Study design and patient population. A retrospective case-case-control study design was used (11, 13). The first group of cases consisted of patients with nosocomial isolation of QR P. aeruginosa, and the second group included patients with nosocomial isolation of quinolone-susceptible (QS) P. aeruginosa. The organism was considered to be nosocomially acquired if it was isolated 48 h after hospital admission. Cases were classified as QR P. aeruginosa or QS P. aeruginosa based on the susceptibility of the first P. aeruginosa isolate; thus, if more than one P. aeruginosa isolate was cultured from the same patient, only the initial isolate was included. The control group was defined as patients who had been hospitalized for 3 days and who were not infected or colonized with P. aeruginosa during their hospital stay. Only adult patients (>18 years of age) were included in the study.

Variable definitions. All information was obtained from hospital records, and variable definitions were established prior to data collection. Susceptibility testing for all organisms was performed using the Vitek II system. Ciprofloxacin susceptibility was used as a surrogate marker for fluoroquinolone susceptibility. Variables analyzed as risk factors for isolation of P. aeruginosa included patient demographics, patient comorbid conditions, antibiotic exposures, and other hospital exposure factors, including surgery, stay in an ICU, and time-at-risk (TAR) period. TAR was defined as the interval between hospital admission and isolation of P. aeruginosa from culture. For controls, TAR spanned the entire duration of the hospital stay. The presence or absence of risk factors was determined for study patients only during the TAR period. Treatment with antibiotics was defined as receipt of at least one dose of an antimicrobial agent during the TAR period. During the study period, the dose of levofloxacin used for patient treatment was 500 mg, given either intravenously or orally.
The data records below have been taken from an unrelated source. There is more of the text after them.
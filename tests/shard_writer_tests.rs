// SPDX-FileCopyrightText: 2026 ArcheBase
//
// SPDX-License-Identifier: MulanPSL-2.0

//! Shard writer tests.
//!
//! Tests cover:
//! - Size-based rollover (threshold 150, three 60-byte samples)
//! - No files for zero samples
//! - Oversized samples alone in a shard
//! - Payload ceiling over an irregular size sequence
//! - Order preservation across shards
//! - Count-based rollover
//! - Shard naming and key validation

mod common;

use std::path::Path;

use common::{file_names, sized_sample, temp_dir};
use toile::io::{read_shard, ShardWriter, ShardWriterBuilder};
use toile::sample::EncodedSample;
use toile::ToileError;

fn writer(dir: &Path, max_size: u64) -> ShardWriter {
    ShardWriterBuilder::new()
        .dir(dir)
        .stem("ds")
        .max_size(max_size)
        .build()
        .unwrap()
}

fn keys(samples: &[EncodedSample]) -> Vec<String> {
    samples.iter().map(|s| s.key.clone()).collect()
}

// ============================================================================
// Rollover
// ============================================================================

#[test]
fn test_three_60_byte_samples_threshold_150() {
    let (dir, _guard) = temp_dir("shard_rollover");
    let mut w = writer(&dir, 150);
    for key in ["a", "b", "c"] {
        w.write(&sized_sample(key, 60)).unwrap();
    }
    let shards = w.finish().unwrap();

    assert_eq!(shards.len(), 2);
    assert_eq!(shards[0].sample_count, 2);
    assert_eq!(shards[0].payload_size, 120);
    assert_eq!(shards[1].sample_count, 1);
    assert_eq!(shards[1].payload_size, 60);

    assert_eq!(keys(&read_shard(&shards[0].path).unwrap()), vec!["a", "b"]);
    assert_eq!(keys(&read_shard(&shards[1].path).unwrap()), vec!["c"]);
}

#[test]
fn test_exact_fit_does_not_roll_over() {
    let (dir, _guard) = temp_dir("shard_exact");
    let mut w = writer(&dir, 120);
    w.write(&sized_sample("a", 60)).unwrap();
    w.write(&sized_sample("b", 60)).unwrap();
    let shards = w.finish().unwrap();
    assert_eq!(shards.len(), 1);
    assert_eq!(shards[0].payload_size, 120);
}

#[test]
fn test_zero_samples_zero_files() {
    let (dir, _guard) = temp_dir("shard_empty");
    let shards = writer(&dir, 150).finish().unwrap();
    assert!(shards.is_empty());
    assert!(file_names(&dir).is_empty());
}

#[test]
fn test_dropped_writer_without_samples_leaves_nothing() {
    let (dir, _guard) = temp_dir("shard_drop_empty");
    drop(writer(&dir, 150));
    assert!(file_names(&dir).is_empty());
}

#[test]
fn test_oversized_sample_gets_its_own_shard() {
    let (dir, _guard) = temp_dir("shard_oversized");
    let mut w = writer(&dir, 100);
    w.write(&sized_sample("small1", 40)).unwrap();
    w.write(&sized_sample("huge", 500)).unwrap();
    w.write(&sized_sample("small2", 40)).unwrap();
    let shards = w.finish().unwrap();

    let counts: Vec<usize> = shards.iter().map(|s| s.sample_count).collect();
    assert_eq!(counts, vec![1, 1, 1]);
    assert_eq!(shards[1].payload_size, 500);
}

#[test]
fn test_oversized_first_sample() {
    let (dir, _guard) = temp_dir("shard_oversized_first");
    let mut w = writer(&dir, 10);
    w.write(&sized_sample("huge", 11)).unwrap();
    let shards = w.finish().unwrap();
    assert_eq!(shards.len(), 1);
    assert_eq!(read_shard(&shards[0].path).unwrap()[0].payload_size(), 11);
}

#[test]
fn test_size_ceiling_over_irregular_sizes() {
    let (dir, _guard) = temp_dir("shard_ceiling");
    let max = 1_000u64;
    let mut w = writer(&dir, max);

    // deterministic pseudo-random sizes, some above the ceiling
    let mut state = 0x2545_f491u32;
    let mut written = Vec::new();
    for i in 0..200 {
        state = state.wrapping_mul(1_103_515_245).wrapping_add(12_345);
        let size = (state >> 16) as usize % 1_300;
        let key = format!("{i:06}");
        w.write(&sized_sample(&key, size)).unwrap();
        written.push(key);
    }
    let shards = w.finish().unwrap();

    for shard in &shards {
        assert!(
            shard.payload_size <= max || shard.sample_count == 1,
            "shard {} holds {} samples, {} bytes",
            shard.index,
            shard.sample_count,
            shard.payload_size
        );
    }

    // order preserved across the whole sequence
    let mut read_back = Vec::new();
    for shard in &shards {
        read_back.extend(keys(&read_shard(&shard.path).unwrap()));
    }
    assert_eq!(read_back, written);
}

#[test]
fn test_max_count_rollover() {
    let (dir, _guard) = temp_dir("shard_count");
    let mut w = ShardWriterBuilder::new()
        .dir(&dir)
        .stem("ds")
        .max_count(2)
        .build()
        .unwrap();
    for i in 0..5 {
        w.write(&sized_sample(&format!("k{i}"), 1)).unwrap();
    }
    let counts: Vec<usize> = w.finish().unwrap().iter().map(|s| s.sample_count).collect();
    assert_eq!(counts, vec![2, 2, 1]);
}

// ============================================================================
// Naming and Validation
// ============================================================================

#[test]
fn test_shard_names_are_sequential() {
    let (dir, _guard) = temp_dir("shard_names");
    let mut w = ShardWriterBuilder::new()
        .dir(&dir)
        .stem("session1")
        .extension("tar")
        .max_size(10)
        .build()
        .unwrap();
    for i in 0..3 {
        w.write(&sized_sample(&format!("k{i}"), 10)).unwrap();
    }
    let shards = w.finish().unwrap();

    let indices: Vec<usize> = shards.iter().map(|s| s.index).collect();
    assert_eq!(indices, vec![0, 1, 2]);
    assert_eq!(
        file_names(&dir),
        vec!["session1-000000.tar", "session1-000001.tar", "session1-000002.tar"]
    );
}

#[test]
fn test_entries_are_key_prefixed() {
    let (dir, _guard) = temp_dir("shard_entries");
    let mut w = writer(&dir, 1_000);
    let sample = EncodedSample::new(
        "000007",
        vec![
            toile::sample::SampleEntry::new("npy", vec![1, 2, 3]),
            toile::sample::SampleEntry::new("json", b"{}".to_vec()),
        ],
    );
    w.write(&sample).unwrap();
    let shards = w.finish().unwrap();

    let samples = read_shard(&shards[0].path).unwrap();
    assert_eq!(samples, vec![sample]);
}

#[test]
fn test_invalid_key_is_rejected_and_not_fatal() {
    let (dir, _guard) = temp_dir("shard_bad_key");
    let mut w = writer(&dir, 1_000);
    let err = w.write(&sized_sample("a.b", 5)).unwrap_err();
    assert!(matches!(err, ToileError::Encode { .. }));
    assert!(!err.is_fatal());

    // the writer is still usable and nothing was written for the bad key
    w.write(&sized_sample("ok", 5)).unwrap();
    let shards = w.finish().unwrap();
    assert_eq!(shards.len(), 1);
    assert_eq!(keys(&read_shard(&shards[0].path).unwrap()), vec!["ok"]);
}

#[test]
fn test_missing_output_dir_is_fatal() {
    let (dir, _guard) = temp_dir("shard_missing_dir");
    let mut w = writer(&dir.join("does/not/exist"), 1_000);
    let err = w.write(&sized_sample("a", 5)).unwrap_err();
    assert!(matches!(err, ToileError::ShardIo { .. }));
    assert!(err.is_fatal());
}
Analysis plan and statistical analysis. The objective of this case-case-control study was to identify variables associated specifically with the isolation of QR P. aeruginosa. Two different analyses were conducted. In the first, risk factors for isolation of QR P. aeruginosa were determined by comparing patients with QR P. aeruginosa to uninfected controls. In the second analysis, risk factors for isolation of QS P. aeruginosa were identified by comparing patients with QS P. aeruginosa to the same group of uninfected controls. By comparing and contrasting these two models, variables uniquely associated with the isolation of QR P. aeruginosa were determined (6, 7, 11-13).

Data were entered into a Microsoft Office Access 2003 database, and analysis was performed using SAS 8.02 (SAS Institute, Cary, NC). Bivariable analyses were performed using Fisher's exact test or the ² test for categorical variables and the independent-samples t test or the Wilcoxon signed-rank test for continuous variables.

Using logistic regression, two multivariable models were constructed, one including predictors of nosocomial isolation of QR P. aeruginosa and the other including predictors of nosocomial isolation of QS P. aeruginosa. The primary objective of these multivariable analyses was to assess the independent impact of ciprofloxacin and levofloxacin on the risk of isolation of QR P. aeruginosa and QS P. aeruginosa while controlling for potential confounders. The secondary objective of these analyses was to identify other independent predictors of QR P. aeruginosa or QS P. aeruginosa. In addition to ciprofloxacin and levofloxacin use, the candidate variables for inclusion in the logistic models included all variables with P values of <0.20 in bivariable analyses. A stepwise selection procedure was used to select variables for inclusion in the final model. The final selected model was tested for confounding variables. If a covariate affected the ß coefficient of levofloxacin or ciprofloxacin or another selected variable in the model by >10%, then the confounding variable was maintained in the multivariable model. All P values were two-sided.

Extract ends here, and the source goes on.